The Memoto is a tiny camera and GPS with no controls that the user simply clips on to their clothing. It then captures every moment of their lives in photo key frames that can be searched, shared and revisited via a web service and phone app.
Memoto was founded by six Swedish entrepreneurs in 2012 with the aim of creating an innovative lifelogging device. “Our goal is to establish Memoto as the ultimate way to document meaningful moments in your own life history,” explains Martin Källström, CEO of Memoto.
“The Memoto device records your life as it unfolds, capturing spontaneous moments that you never could have caught with a traditional camera.”
The project began with the Memoto team travelling around the world interviewing lifeloggers, entrepreneurs, scientists and thought-leaders to find out what lifelogging means to them. They let them try out very early prototypes and gathered their thoughts.
With this comprehensive insight into what potential users would want from such a micro-device the team, which consists of entrepreneurs, industrial designers, electronics designers, iOS developers and engineers, set about developing a working prototype. The result is a 36 x 36 x 9 mm camera that automatically takes five megapixel resolution images every 30 seconds.
As well as the hardware, the software was just as important as the aim was for the photos to be organised and easily accessed in such a way that wasn’t complicated or overwhelming. Once connected to a user’s computer, the Memoto camera will automatically begin uploading the photos taken to the Memoto Web Service. This web service, with accompanying apps for iPhone and Android, catalogues the photos by time, date and place so that they can be easily searched and shared.
Although Memoto were able to fund the development process, it needed that extra boost to get it into production and so turned to the online crowd-funding platform Kickstarter.
The camera has a price tag of $279, yet it was offered to Kickstarter backers for $199. The support and interest generated through this Kickstarter campaign was quite staggering. “Naturally, we feel overwhelmed with the fantastic support and interest Memoto have had so far,” says Oskar Kalmaru, Memoto co-founder.

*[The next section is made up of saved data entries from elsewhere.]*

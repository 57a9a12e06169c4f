//! CLI configuration: a thin wrapper around `nutridash_config`.
//!
//! Re-exports the shared types and adds resolution that respects
//! `GlobalOpts` flag overrides (--api-url, --insecure, --timeout).

use std::sync::Arc;

use nutridash_api::TokenStore;
use nutridash_core::{DashboardConfig, TlsVerification};

use crate::cli::GlobalOpts;
use crate::error::CliError;

// ── Re-exports from shared crate ────────────────────────────────────

pub use nutridash_config::{Config, Profile, config_path, load_config_or_default, save_config};

// ── CLI-specific helpers ────────────────────────────────────────────

/// Resolve the active profile name from CLI flags and config.
pub fn active_profile_name(global: &GlobalOpts, config: &Config) -> String {
    global
        .profile
        .clone()
        .unwrap_or_else(|| config.active_profile_name().to_owned())
}

/// Everything a network command needs to build a `Dashboard`.
pub struct Resolved {
    pub profile_name: String,
    pub profile: Profile,
    pub dashboard: DashboardConfig,
    pub tokens: Arc<dyn TokenStore>,
}

/// Translate config file, profile, and global flags into a `DashboardConfig`.
///
/// Flag overrides take priority over profile values. Without a matching
/// profile, `--api-url` alone is enough; an explicitly requested profile
/// that doesn't exist is an error.
pub fn resolve(global: &GlobalOpts) -> Result<Resolved, CliError> {
    let cfg = load_config_or_default();
    let profile_name = active_profile_name(global, &cfg);

    let mut profile = match (cfg.profiles.get(&profile_name), &global.api_url) {
        (Some(profile), _) => profile.clone(),
        (None, Some(url)) => Profile {
            api_url: url.clone(),
            ..Profile::default()
        },
        (None, None) if global.profile.is_some() => {
            let mut available: Vec<_> = cfg.profiles.keys().cloned().collect();
            available.sort();
            return Err(CliError::ProfileNotFound {
                name: profile_name,
                available: if available.is_empty() {
                    "(none)".into()
                } else {
                    available.join(", ")
                },
            });
        }
        (None, None) => {
            return Err(CliError::NoConfig {
                path: config_path().display().to_string(),
            });
        }
    };

    if let Some(ref url) = global.api_url {
        profile.api_url.clone_from(url);
    }
    if let Some(timeout) = global.timeout {
        profile.timeout = Some(timeout);
    }

    let mut dashboard = nutridash_config::profile_to_dashboard_config(&profile, &cfg.defaults)?;
    if global.insecure {
        dashboard.tls = TlsVerification::DangerAcceptInvalid;
    }

    let tokens = nutridash_config::token_store_for(&profile_name, Some(&profile), &cfg.defaults);

    Ok(Resolved {
        profile_name,
        profile,
        dashboard,
        tokens,
    })
}

/// The token store for the active profile, without requiring an API URL.
pub fn token_store(global: &GlobalOpts) -> (String, Arc<dyn TokenStore>) {
    let cfg = load_config_or_default();
    let profile_name = active_profile_name(global, &cfg);
    let store =
        nutridash_config::token_store_for(&profile_name, cfg.profiles.get(&profile_name), &cfg.defaults);
    (profile_name, store)
}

“When we launched the Kickstarter campaign we expected to raise around $50,000 but ended up over $550,000. The support we get from Kickstarter backers, early pre-order customers and fans and followers on Facebook and Twitter, really motivates us to deliver a superb product.”
The Kickstarter campaign ended on 30 November 2012 and the Memoto team have been very busy since then getting the device ready for launch. “The current stage of the product is that we are testing it internally and are expecting to start external beta testings in a few weeks time. Then, in late March or early April, we will start sending review units to the media and in April we’ll start shipping the first batches to our (so far) 3000 early customers,” adds Kalmaru.